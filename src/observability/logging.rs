//! Structured logging.
//!
//! # Responsibilities
//! - Initialize the tracing subscriber
//! - Resolve the log filter (RUST_LOG first, then config)

use tracing_subscriber::{layer::SubscriberExt, util::SubscriberInitExt, EnvFilter};

use crate::config::ObservabilityConfig;

/// Install the global subscriber. Calling it twice is a no-op.
pub fn init_logging(config: &ObservabilityConfig) {
    let filter = EnvFilter::try_from_default_env()
        .unwrap_or_else(|_| EnvFilter::new(&config.log_filter));

    let _ = tracing_subscriber::registry()
        .with(filter)
        .with(tracing_subscriber::fmt::layer())
        .try_init();
}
◆ ◆ ◆
Task requirements — Start at the first line and transcribe the data exactly through the last.

Response —
filename src/observability/logging.rs
//! Structured logging.
//!
//! # Responsibilities
//! - Initialize the tracing subscriber
//! - Resolve the log filter (RUST_LOG first, then config)

use tracing_subscriber::{layer::SubscriberExt, util::SubscriberInitExt, EnvFilter};

use crate::config::ObservabilityConfig;

/// Install the global subscriber. Calling it twice is a no-op.
pub fn init_logging(config: &ObservabilityConfig) {
    let filter = EnvFilter::try_from_default_env()
        .unwrap_or_else(|_| EnvFilter::new(&config.log_filter));

    let _ = tracing_subscriber::registry()
        .with(filter)
        .with(tracing_subscriber::fmt::layer())
        .try_init();
}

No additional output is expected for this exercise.